Question d'origine :
Bonjour cher Guichet du Savoir,
Gagne-t-on à être moins polluants en passant au "tout numérique" ? (exemple : impressions papier versus numérisation de documents).
Merci !
Réponse du Guichet

Les impacts environnementaux des supports papier et numérique ne semblent pas pouvor être comparés dans l'absolu. Le support à privilégier semble varier selon les usages envisagés. Toutefois, la tendance générale est à la prise de conscience des dommages protéiformes causés à la planète par le numérique, qui prend une place de plus en plus importe dans nos vies... Le dématérialisé a des conséquences très concrètes sur la planète et le document numérique est tributaire de toute une architecture énergivore pour fonctionner (data center, câbles, ordinateurs, smartphones etc.).

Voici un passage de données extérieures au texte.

mod adapters;
mod errors;
mod poller;
mod registry;
mod transport;
mod version;

use crate::models::{
    AlertGroup, AlertState, AutocompleteHint, LabelsColorMap, Silence,
};
use crate::service::parse_period;
use parking_lot::{Mutex, RwLock};
use serde::Serialize;
use serde_with::SerializeDisplay;
use std::collections::BTreeMap;
use std::sync::Arc;
use std::time::Duration;
use strum_macros::{Display, IntoStaticStr};
use time::OffsetDateTime;
use tracing::debug;
use url::Url;

pub use adapters::{parse_version, AdapterRegistry, SchemaAdapter, V04Adapter, V05Adapter};
pub use errors::AlertmanagerError;
pub use poller::PullContext;
pub use registry::UpstreamRegistry;
pub use transport::Transport;
pub use version::{probe_version, LATEST_VERSION};

#[cfg(test)]
pub(crate) use poller::build_snapshot;

#[derive(clap::Args, Clone, Debug)]
pub struct AlertmanagerServiceConfig {
    /// Alertmanagers to collect from, as comma separated `name:uri` pairs.
    #[clap(
        long,
        env = "ALERTMANAGER_URIS",
        required = true,
        value_delimiter = ',',
        value_parser = parse_upstream_uri,
        help_heading = "Alertmanager options"
    )]
    pub alertmanager_uris: Vec<UpstreamUri>,

    /// Timeout for every request sent to an Alertmanager.
    #[clap(
        long,
        env = "ALERTMANAGER_TIMEOUT",
        default_value = "40s",
        value_parser = parse_period,
        help_heading = "Alertmanager options"
    )]
    pub alertmanager_timeout: Duration,
}

#[cfg(test)]
impl AlertmanagerServiceConfig {
    pub fn new_test_config(uris: &[(&str, &Url)]) -> Self {
        Self {
            alertmanager_uris: uris
                .iter()
                .map(|(name, uri)| UpstreamUri {
                    name: (*name).to_owned(),
                    uri: (*uri).clone(),
                })
                .collect(),
            alertmanager_timeout: Duration::from_secs(5),
        }
    }
}

#[derive(Clone, Debug, Eq, PartialEq)]
pub struct UpstreamUri {
    pub name: String,
    pub uri: Url,
}

pub fn parse_upstream_uri(value: &str) -> Result<UpstreamUri, String> {
    let (name, uri) = value
        .trim()
        .split_once(':')
        .ok_or_else(|| format!("Expected name:uri, got \"{value}\""))?;

    let name = name.trim();
    if name.is_empty() {
        return Err(format!("Missing Alertmanager name in \"{value}\""));
    }

    let uri = Url::parse(uri.trim()).map_err(|err| format!("Invalid URI in \"{value}\": {err}"))?;

    Ok(UpstreamUri {
        name: name.to_owned(),
        uri,
    })
}

/// Where a poller is in its collection cycle.
#[derive(Clone, Copy, Debug, Default, Display, Eq, IntoStaticStr, PartialEq, SerializeDisplay)]
#[strum(serialize_all = "snake_case")]
pub enum PollerState {
    #[default]
    Idle,
    Probing,
    PullingSilences,
    PullingAlerts,
    Publishing,
    Error,
}

/// Which Alertmanager endpoint a failure is attributed to.
#[derive(Clone, Copy, Debug, Display, Eq, IntoStaticStr, PartialEq)]
#[strum(serialize_all = "snake_case")]
pub enum Endpoint {
    Alerts,
    Silences,
}

impl Endpoint {
    pub fn as_str(self) -> &'static str {
        self.into()
    }
}

/// Everything published by one successful collection cycle.
#[derive(Clone, Debug, Default, PartialEq)]
pub struct AlertmanagerSnapshot {
    pub alerts: Vec<AlertGroup>,
    pub silences: BTreeMap<String, Silence>,
    pub colors: LabelsColorMap,
    pub autocomplete: Vec<AutocompleteHint>,
}

impl AlertmanagerSnapshot {
    pub fn state_counts(&self) -> BTreeMap<AlertState, usize> {
        let mut counts = BTreeMap::new();
        for group in &self.alerts {
            for (state, count) in &group.state_count {
                *counts.entry(*state).or_default() += count;
            }
        }
        counts
    }
}

/// Health of an Alertmanager as shown next to the merged data, so stale
/// sources can be flagged.
#[derive(Clone, Debug, Serialize)]
#[serde(rename_all = "camelCase")]
pub struct UpstreamHealth {
    pub name: String,
    pub uri: String,
    pub state: PollerState,
    pub version: Option<String>,
    pub error: Option<String>,
    #[serde(with = "time::serde::rfc3339::option")]
    pub last_success: Option<OffsetDateTime>,
}

/// A single Alertmanager and the data of its last successful collection.
pub struct Alertmanager {
    name: String,
    uri: Url,
    timeout: Duration,
    transport: Transport,
    snapshot: RwLock<Arc<AlertmanagerSnapshot>>,
    health: Mutex<UpstreamHealth>,
}

impl Alertmanager {
    pub fn new(name: impl Into<String>, uri: Url, timeout: Duration) -> Result<Self, AlertmanagerError> {
        let name = name.into();
        let transport = Transport::new(uri.clone(), timeout)?;
        let health = UpstreamHealth {
            name: name.clone(),
            uri: uri.to_string(),
            state: PollerState::Idle,
            version: None,
            error: None,
            last_success: None,
        };

        Ok(Self {
            name,
            uri,
            timeout,
            transport,
            snapshot: RwLock::new(Arc::new(AlertmanagerSnapshot::default())),
            health: Mutex::new(health),
        })
    }

    pub fn name(&self) -> &str {
        &self.name
    }

    pub fn uri(&self) -> &Url {
        &self.uri
    }

    pub fn timeout(&self) -> Duration {
        self.timeout
    }

    /// The last published data. The lock is only held to clone the pointer.
    pub fn snapshot(&self) -> Arc<AlertmanagerSnapshot> {
        self.snapshot.read().clone()
    }

    pub fn alerts(&self) -> Vec<AlertGroup> {
        self.snapshot().alerts.clone()
    }

    pub fn silences(&self) -> BTreeMap<String, Silence> {
        self.snapshot().silences.clone()
    }

    pub fn colors(&self) -> LabelsColorMap {
        self.snapshot().colors.clone()
    }

    pub fn autocomplete(&self) -> Vec<AutocompleteHint> {
        self.snapshot().autocomplete.clone()
    }

    pub fn health(&self) -> UpstreamHealth {
        self.health.lock().clone()
    }

    pub fn state(&self) -> PollerState {
        self.health.lock().state
    }

    fn set_state(&self, state: PollerState) {
        debug!(alertmanager = %self.name, %state, "Poller state changed");
        self.health.lock().state = state;
    }

    /// Replaces all published data at once.
    pub(crate) fn publish(&self, snapshot: AlertmanagerSnapshot) {
        let snapshot = Arc::new(snapshot);
        // The lock only covers the pointer swap, the previous snapshot is
        // released after it.
        let previous = std::mem::replace(&mut *self.snapshot.write(), snapshot);
        drop(previous);

        let mut health = self.health.lock();
        health.error = None;
        health.last_success = Some(OffsetDateTime::now_utc());
    }
}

Aller vers plus de sobriété numérique et imprimer de manière éco-responsable tout en variant de support en fonction des situations pourrait être la solution.
Bonjour,
De nombreuses études et beaucoup d'articles ont été consacrés à la fausse viabilité écologique du tout numérique et à l'opposition, un peu simpliste, entre le support imprimé et le support digital. Le papier et le digital ont tout deux des impacts environnementaux. Utiliser tout l'un ou tout l'autre ne semble pas avoir de sens de nos jours, il s'agit plutôt d'envisager des pratiques variées selon les usages envisagés.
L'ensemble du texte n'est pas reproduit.